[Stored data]
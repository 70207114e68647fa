//! Scripted collaborators for page tests.

use std::collections::VecDeque;
use std::sync::{Arc, Mutex};

use async_trait::async_trait;

use super::Coach;
use crate::chat::gateway::{CompletionRequest, CompletionService, ServiceError};
use crate::geo::{GeocodeError, Geocoder, Place};

type Reply = Result<String, ServiceError>;

/// Answers completion calls from a queue and records every request.
#[derive(Clone, Default)]
pub struct ScriptedService {
    replies: Arc<Mutex<VecDeque<Reply>>>,
    requests: Arc<Mutex<Vec<CompletionRequest>>>,
}

impl ScriptedService {
    pub fn replying(text: &str) -> Self {
        let service = Self::default();
        service.push(Ok(text.to_string()));
        service
    }

    pub fn failing(status: u16, message: &str) -> Self {
        let service = Self::default();
        service.push(Err(ServiceError::Api {
            status,
            message: message.to_string(),
        }));
        service
    }

    pub fn push(&self, reply: Reply) {
        self.replies.lock().unwrap().push_back(reply);
    }

    pub fn requests(&self) -> Vec<CompletionRequest> {
        self.requests.lock().unwrap().clone()
    }
}

#[async_trait]
impl CompletionService for ScriptedService {
    async fn complete(&self, request: &CompletionRequest) -> Result<String, ServiceError> {
        self.requests.lock().unwrap().push(request.clone());
        self.replies
            .lock()
            .unwrap()
            .pop_front()
            .unwrap_or_else(|| Err(ServiceError::Malformed("no scripted reply".to_string())))
    }
}

/// Resolves a fixed set of names; everything else is not found.
#[derive(Clone, Default)]
pub struct FixedGeocoder {
    places: Vec<(String, Place)>,
    queries: Arc<Mutex<Vec<String>>>,
}

impl FixedGeocoder {
    pub fn with(mut self, query: &str, latitude: f64, longitude: f64, display_name: &str) -> Self {
        self.places.push((
            query.to_string(),
            Place {
                latitude,
                longitude,
                display_name: display_name.to_string(),
            },
        ));
        self
    }

    pub fn queries(&self) -> Vec<String> {
        self.queries.lock().unwrap().clone()
    }
}

#[async_trait]
impl Geocoder for FixedGeocoder {
    async fn search(&self, query: &str) -> Result<Place, GeocodeError> {
        self.queries.lock().unwrap().push(query.to_string());
        self.places
            .iter()
            .find(|(name, _)| name == query)
            .map(|(_, place)| place.clone())
            .ok_or_else(|| GeocodeError::NotFound(query.to_string()))
    }
}

pub fn coach(service: &ScriptedService, geocoder: &FixedGeocoder) -> Coach {
    Coach::new(Box::new(service.clone()), Box::new(geocoder.clone()), "gpt-4")
}
use chrono::{DateTime, Local};
use log::info;

use super::map::ensure_located;
use super::{Coach, PageError};
use crate::chat::prompts::GLOBAL_INSIGHTS;
use crate::models::session::MapPageState;

pub const MAP_ZOOM: u8 = 6;
pub const TIMESTAMP_FORMAT: &str = "%Y-%m-%d %H:%M:%S";

/// Fetches a job-market report for the selected position.
pub async fn fetch(
    coach: &Coach,
    state: &MapPageState,
    now: DateTime<Local>,
) -> Result<MapPageState, PageError> {
    ensure_located(state)?;
    info!("fetching global insights for {}", state.address);

    let report = coach
        .ask(
            &GLOBAL_INSIGHTS,
            &[
                ("location", &state.address),
                ("latitude", &state.latitude.to_string()),
                ("longitude", &state.longitude.to_string()),
            ],
        )
        .await?;

    Ok(state.with_report(report, now))
}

● Task objective
Your answer should consist of the lines above that hold the word "FixedGeocoder", copied exactly.

● Completed task
pub struct FixedGeocoder {
impl FixedGeocoder {
impl Geocoder for FixedGeocoder {
pub fn coach(service: &ScriptedService, geocoder: &FixedGeocoder) -> Coach {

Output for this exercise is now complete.